In addition to better exploiting the value of natural gas and natural gas liquids, the next chapter of Bakken Shale development in North Dakota will be written about water, according to Lynn Helms, the state’s chief oil/gas regulator.

In an interview with NGI‘s Shale Daily in his Bismarck office, Helms said what is done about water in the oil/gas industry looms as a major policy question for the state and operating question for the producers, who many think will begin ramping up with expected higher commodity prices in the months ahead.

“How can we reduce the water handling costs and risks; is there a way to move it and recycle it for hydraulic fracturing [fracking]?” That’s the poignant question currently, Helms said.

Or could it be used more for cooling water in onsite energy generation, he said, adding that the biggest single cost for producers is water handling.

“We have discovered that during this recent [price decline] period as companies have shifted their focus from growth to cost reduction that number one cost is water handling,” Helms said. “Getting water for fracking and then dealing with the flow-back water from the fracking are involved. There is a lot of opportunity there.”

Helms said there is going to be more money invested in research to figure out ways to deal with this issue. It is part of the Bakken Optimization Study ongoing at the North Dakota Energy and Environmental Research Center (EERC), he noted.

“We don’t know if our [oil industry] produced water can ever be used for something like crop irrigation, but we think it could be suitable for fracking and cooling water, and then it becomes a replacement for fresh water,” Helms said. “In other states there are produced water streams that can actually be cleaned up and used to irrigate cotton fields and things like that.”

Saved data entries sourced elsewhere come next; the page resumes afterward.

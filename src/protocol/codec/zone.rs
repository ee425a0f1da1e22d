//! Time zone identifiers and zoned time conversion.
//!
//! Zoned values travel as a UTC instant plus a 16-bit zone id. Offset zones
//! use `sign * (hours * 60 + minutes) + 1439`; named regions count down
//! from 65535. Region rules belong to the engine, so the mapping goes through
//! the [`TimeZoneRules`] trait; [`FixedOffsetZones`] covers GMT, UTC and
//! numeric offsets without any engine help.

use super::date::{format_time, format_timestamp, parse_time, parse_timestamp};
use crate::error::{Error, Result};
use crate::protocol::constants::{
    ISC_INVALID_TIMEZONE_REGION, TIME_ZONE_GMT, TIME_ZONE_OFFSET_BIAS, TIME_ZONE_UTC,
};
use chrono::{Duration, NaiveDate, NaiveDateTime, NaiveTime};

/// Zone rules supplied by the engine.
pub trait TimeZoneRules: Send + Sync {
    /// Zone id for a zone name or `±HH:MM` offset.
    fn zone_id(&self, name: &str) -> Result<u16>;

    /// Display name of a zone id.
    fn zone_name(&self, id: u16) -> Result<String>;

    /// Offset from UTC in minutes at the given UTC instant.
    fn offset_at_utc(&self, id: u16, utc: NaiveDateTime) -> Result<i32>;

    /// Offset from UTC in minutes for the given local wall-clock time.
    fn offset_at_local(&self, id: u16, local: NaiveDateTime) -> Result<i32>;
}

/// Offset in minutes encoded by an offset zone id, or `None` for region ids.
pub fn offset_of_id(id: u16) -> Option<i32> {
    let minutes = id as i32 - TIME_ZONE_OFFSET_BIAS;
    (minutes.abs() <= TIME_ZONE_OFFSET_BIAS).then_some(minutes)
}

/// Zone id of an offset in minutes.
pub fn id_of_offset(minutes: i32) -> Option<u16> {
    (minutes.abs() <= TIME_ZONE_OFFSET_BIAS).then(|| (minutes + TIME_ZONE_OFFSET_BIAS) as u16)
}

/// Parse `+HH:MM`, `-HH:MM`, `+HH` or `-HHMM`.
pub fn parse_offset(text: &str) -> Option<i32> {
    let (sign, rest) = match text.as_bytes().first()? {
        b'+' => (1, &text[1..]),
        b'-' => (-1, &text[1..]),
        _ => return None,
    };
    let (hours, minutes) = match rest.split_once(':') {
        Some((h, m)) => (h, m),
        None if rest.len() > 2 => rest.split_at(2),
        None => (rest, "0"),
    };
    if hours.is_empty() || !hours.bytes().chain(minutes.bytes()).all(|b| b.is_ascii_digit()) {
        return None;
    }
    let hours: i32 = hours.parse().ok()?;
    let minutes: i32 = minutes.parse().ok()?;
    if hours > 23 || minutes > 59 {
        return None;
    }
    Some(sign * (hours * 60 + minutes))
}

pub fn format_offset(minutes: i32) -> String {
    let sign = if minutes < 0 { '-' } else { '+' };
    let minutes = minutes.abs();
    format!("{}{:02}:{:02}", sign, minutes / 60, minutes % 60)
}

fn invalid_zone(name: &str) -> Error {
    Error::engine(
        vec![ISC_INVALID_TIMEZONE_REGION],
        format!("Invalid time zone region: {}", name),
    )
}

/// GMT, UTC and numeric offsets.
#[derive(Debug, Default, Clone, Copy)]
pub struct FixedOffsetZones;

impl TimeZoneRules for FixedOffsetZones {
    fn zone_id(&self, name: &str) -> Result<u16> {
        let name = name.trim();
        if name.eq_ignore_ascii_case("GMT") {
            return Ok(TIME_ZONE_GMT);
        }
        if name.eq_ignore_ascii_case("UTC") {
            return Ok(TIME_ZONE_UTC);
        }
        parse_offset(name)
            .and_then(id_of_offset)
            .ok_or_else(|| invalid_zone(name))
    }

    fn zone_name(&self, id: u16) -> Result<String> {
        match id {
            TIME_ZONE_GMT => Ok("GMT".to_string()),
            TIME_ZONE_UTC => Ok("UTC".to_string()),
            _ => offset_of_id(id)
                .map(format_offset)
                .ok_or_else(|| invalid_zone(&id.to_string())),
        }
    }

    fn offset_at_utc(&self, id: u16, _utc: NaiveDateTime) -> Result<i32> {
        self.offset_at_local(id, NaiveDateTime::MIN)
    }

    fn offset_at_local(&self, id: u16, _local: NaiveDateTime) -> Result<i32> {
        match id {
            TIME_ZONE_GMT | TIME_ZONE_UTC => Ok(0),
            _ => offset_of_id(id).ok_or_else(|| invalid_zone(&id.to_string())),
        }
    }
}

/// Reference date used to resolve region offsets for TIME WITH TIME ZONE.
fn reference_date() -> NaiveDate {
    NaiveDate::from_ymd_opt(2020, 1, 1).unwrap_or(NaiveDate::MIN)
}

fn wrap_time(time: NaiveTime, minutes: i32) -> NaiveTime {
    let (shifted, _) = time.overflowing_add_signed(Duration::minutes(minutes as i64));
    shifted
}

/// Split `<time text> <zone>` at the last space.
fn split_zone(text: &str, target: &str) -> Result<(String, String)> {
    let text = text.trim();
    text.rsplit_once(' ')
        .map(|(value, zone)| (value.to_string(), zone.to_string()))
        .ok_or_else(|| {
            Error::conversion(
                "string",
                target,
                format!("'{}' has no time zone", text),
            )
        })
}

/// Parse `HH:MM:SS.ffff ZONE` into a UTC time and a zone id.
pub fn parse_time_tz(text: &str, rules: &dyn TimeZoneRules) -> Result<(NaiveTime, u16)> {
    let (time, zone) = split_zone(text, "time with time zone")?;
    let local = parse_time(&time)?;
    let id = rules.zone_id(&zone)?;
    let offset = rules.offset_at_local(id, NaiveDateTime::new(reference_date(), local))?;
    Ok((wrap_time(local, -offset), id))
}

/// Render a UTC time with its zone as local time plus zone name.
pub fn format_time_tz(utc: NaiveTime, id: u16, rules: &dyn TimeZoneRules) -> Result<String> {
    let offset = rules.offset_at_utc(id, NaiveDateTime::new(reference_date(), utc))?;
    Ok(format!(
        "{} {}",
        format_time(wrap_time(utc, offset)),
        rules.zone_name(id)?
    ))
}

/// Parse `YYYY-MM-DD HH:MM:SS.ffff ZONE` into a UTC timestamp and a zone id.
pub fn parse_timestamp_tz(text: &str, rules: &dyn TimeZoneRules) -> Result<(NaiveDateTime, u16)> {
    let (timestamp, zone) = split_zone(text, "timestamp with time zone")?;
    let local = parse_timestamp(&timestamp)?;
    let id = rules.zone_id(&zone)?;
    let offset = rules.offset_at_local(id, local)?;
    let utc = local
        .checked_sub_signed(Duration::minutes(offset as i64))
        .ok_or_else(|| Error::conversion("string", "timestamp with time zone", "out of range"))?;
    Ok((utc, id))
}

/// Render a UTC timestamp with its zone as local timestamp plus zone name.
pub fn format_timestamp_tz(utc: NaiveDateTime, id: u16, rules: &dyn TimeZoneRules) -> Result<String> {
    let offset = rules.offset_at_utc(id, utc)?;
    let local = utc
        .checked_add_signed(Duration::minutes(offset as i64))
        .ok_or_else(|| Error::conversion("timestamp with time zone", "string", "out of range"))?;
    Ok(format!("{} {}", format_timestamp(local), rules.zone_name(id)?))
}

#[cfg(test)]
mod tests {
    use super::*;

    #[test]
    fn test_offset_ids() {
        assert_eq!(id_of_offset(0), Some(1439));
        assert_eq!(id_of_offset(180), Some(1619));
        assert_eq!(id_of_offset(-330), Some(1109));
        assert_eq!(offset_of_id(1619), Some(180));
        assert_eq!(offset_of_id(TIME_ZONE_GMT), None);
        assert_eq!(id_of_offset(1440), None);
    }

    #[test]
    fn test_parse_offset() {
        assert_eq!(parse_offset("+03:00"), Some(180));
        assert_eq!(parse_offset("-05:30"), Some(-330));
        assert_eq!(parse_offset("+02"), Some(120));
        assert_eq!(parse_offset("-0130"), Some(-90));
        assert_eq!(parse_offset("03:00"), None);
        assert_eq!(parse_offset("+24:00"), None);
        assert_eq!(format_offset(-330), "-05:30");
    }

    #[test]
    fn test_fixed_zones() {
        let zones = FixedOffsetZones;
        assert_eq!(zones.zone_id("UTC").unwrap(), TIME_ZONE_UTC);
        assert_eq!(zones.zone_id("gmt").unwrap(), TIME_ZONE_GMT);
        assert_eq!(zones.zone_name(zones.zone_id("+03:00").unwrap()).unwrap(), "+03:00");
        assert!(zones.zone_id("Mars/Olympus").is_err());
    }

    #[test]
    fn test_time_tz_text() {
        let zones = FixedOffsetZones;
        let (utc, id) = parse_time_tz("10:20:30.5000 UTC", &zones).unwrap();
        assert_eq!(format_time_tz(utc, id, &zones).unwrap(), "10:20:30.5000 UTC");

        let (utc, id) = parse_time_tz("01:00:00.0000 +03:00", &zones).unwrap();
        assert_eq!(utc, NaiveTime::from_hms_opt(22, 0, 0).unwrap());
        assert_eq!(format_time_tz(utc, id, &zones).unwrap(), "01:00:00.0000 +03:00");
        assert!(parse_time_tz("10:20:30", &zones).is_err());
    }

    #[test]
    fn test_timestamp_tz_text() {
        let zones = FixedOffsetZones;
        let (utc, id) = parse_timestamp_tz("2024-07-15 16:45:30.1234 UTC", &zones).unwrap();
        assert_eq!(
            format_timestamp_tz(utc, id, &zones).unwrap(),
            "2024-07-15 16:45:30.1234 UTC"
        );

        let (utc, _) = parse_timestamp_tz("2024-01-01 01:00:00 +02:00", &zones).unwrap();
        assert_eq!(utc, parse_timestamp("2023-12-31 23:00:00").unwrap());
    }
}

He said it is doubtful that Bakken water can ever achieve that, but “we can certainly find ways to be more efficient with it, and it should be cheaper than what industry is doing with it now.”

Helms said he attended meetings in Denver in mid-May to represent North Dakota in a government-industry effort involving rural water users and state agricultural officials to partner on a two-year project to research and create a legal framework to figure out how to make better use of produced water.

Separately, in a speech two days later at the Williston Basin Petroleum Conference last week, Helms said that during the price downturn it is clear operators have “learned how to frack better,” referring to the so-called “super-fracks” that involve using greater amounts of sand and water. “They have increased the industry’s production and the overall recovery per well by 20%,” he said.

“Overall, operators have become much wiser and more efficient about fracking.” In the past two years, overall costs are down about 60-30% for fracking and rig efficiency and another 30% in operating costs,” Helms said.